Lecture des livres dont vous êtes le héros
29 Mars 2014
Aucune piste ne menait directement vers le nord mais la lande était rase et le sol plutôt
ferme, la nuit n'ayant pour une fois pas apporté son lot de neige ou de pluie. Je coupai
donc à travers la campagne, saluant parfois un berger ou un éleveur en train de surveiller
ses bêtes qui paissaient malgré le froid. Je ne croisai cependant plus personne après une
bonne heure de marche.
L'orée du bois se trouvait toute proche quand je manquai soudain d'écraser une plante aux
feuilles grasses, en forme de piquants. Les notions de botanique inculquées par le moine
Gweldin me furent à ce moment particulièrement utiles car je reconnus de l'artibois, une
herbe peu commune mais réputée pour ses étonnantes vertus. Habituellement préparées
en philtres, il est également possible de les machouiller telles quelles afin de gagner
réflexes et vivacité sur une courte période. L'effet en est cependant diminué dans ce
dernier cas. Ajoutez des feuilles d'Artibois dans le sac à dos pour deux doses (et deux
emplacements de pris). Si Joan en ingère une dose juste avant un combat, il voit son
Adresse et sa Défense augmenter de 1 point pour la durée de celui-ci.

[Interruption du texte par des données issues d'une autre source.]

// SPDX-FileCopyrightText: 2026 Wacast Contributors
// SPDX-License-Identifier: MIT OR Apache-2.0

//! Best-effort event sinks for metrics, alerts, and telemetry.

use std::sync::Arc;

use async_trait::async_trait;
use tracing::warn;

use crate::error::WacastError;
use crate::traits::storage::{AlertStore, NewAlert};
use crate::types::DispatchEvent;

/// Receives side-channel events emitted next to core state transitions.
#[async_trait]
pub trait EventSink: Send + Sync {
    /// Records one event.
    async fn record(&self, event: &DispatchEvent) -> Result<(), WacastError>;
}

/// Fan-out over every configured sink.
///
/// `emit` never fails: sink errors are logged and dropped so the state
/// transition that produced the event is unaffected.
#[derive(Clone, Default)]
pub struct EventSinks {
    sinks: Vec<Arc<dyn EventSink>>,
}

impl EventSinks {
    /// An empty fan-out.
    pub fn new() -> Self {
        Self::default()
    }

    /// Adds a sink.
    pub fn with(mut self, sink: Arc<dyn EventSink>) -> Self {
        self.sinks.push(sink);
        self
    }

    /// Number of registered sinks.
    pub fn len(&self) -> usize {
        self.sinks.len()
    }

    /// Whether no sinks are registered.
    pub fn is_empty(&self) -> bool {
        self.sinks.is_empty()
    }

    /// Emit an event to every sink, ignoring failures.
    pub async fn emit(&self, event: DispatchEvent) {
        for sink in &self.sinks {
            if let Err(e) = sink.record(&event).await {
                warn!(error = %e, ?event, "event sink failed; continuing");
            }
        }
    }
}

impl std::fmt::Debug for EventSinks {
    fn fmt(&self, f: &mut std::fmt::Formatter<'_>) -> std::fmt::Result {
        f.debug_struct("EventSinks")
            .field("sinks", &self.sinks.len())
            .finish()
    }
}

/// Persists [`DispatchEvent::CriticalAlert`] events as operator alerts.
pub struct AlertSink {
    store: Arc<dyn AlertStore>,
}

impl AlertSink {
    pub fn new(store: Arc<dyn AlertStore>) -> Self {
        Self { store }
    }
}

#[async_trait]
impl EventSink for AlertSink {
    async fn record(&self, event: &DispatchEvent) -> Result<(), WacastError> {
        if let DispatchEvent::CriticalAlert {
            campaign_id,
            message_id,
            code,
            title,
            message,
        } = event
        {
            let alert = NewAlert {
                campaign_id: campaign_id.clone(),
                message_id: message_id.clone(),
                code: *code,
                title: title.clone(),
                message: message.clone(),
            };
            self.store.insert_alert(&alert).await?;
        }
        Ok(())
    }
}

Fort satisfait de cette heureuse trouvaille, je pénétrai sous le couvert de la forêt où la
température me parut sensiblement plus clémente que dans la plaine, la bise ayant plus de
difficultés à sévir sous les frondaisons des arbres à feuillage persistant qui dominaient en
nombre les érables. Les aiguilles, la mousse et les branchettes constituaient un tapis
agréable à fouler et je profitai intensément de la sérénité que dégageaient les lieux.
Mon attention fut bientôt attirée par une touffe d'herbe à l'apparence étrange qui poussait
au pied du pin le plus proche. Les brins semblaient taillés dans le cristal ou recouverts
d'une couche de givre épaisse. Intrigué, je rampai jusqu'à l'arbre et eus la confirmation en
la touchant que l'herbe était gelée, à un point tel que j'en cassai un brin en essayant de le
tordre. Une froidure extrême émanait non pas de la terre mais de l'arbre qui me dominait.
Prudemment, je tendis ma main vers le tronc mais la retirai brusquement avant même
d'avoir effleuré le bois.
Il était mortellement glacé. Un froid propre à m'arracher la peau des doigts si j'avais osé
entrer en contact avec.
Je ne me sentis soudain plus en sécurité dans cette forêt. Les ombres menaçantes des
hauts arbres m'apparaissaient comme autant d'ennemis silencieux et je m'éloignai
instinctivement pour ne pas risquer le moindre contact avec l'un d'eux. Je remarquai alors
combien le bois était silencieux, privé de toute vie aviaire. Je savais à présent pourquoi
les oiseaux refusaient d'y nicher.
Après quelques minutes de marche prudente, je découvris un large sentier nettoyé de ses
mauvaises herbes. Je décidai de le suivre en prenant garde à m'écarter des branches les plus basses.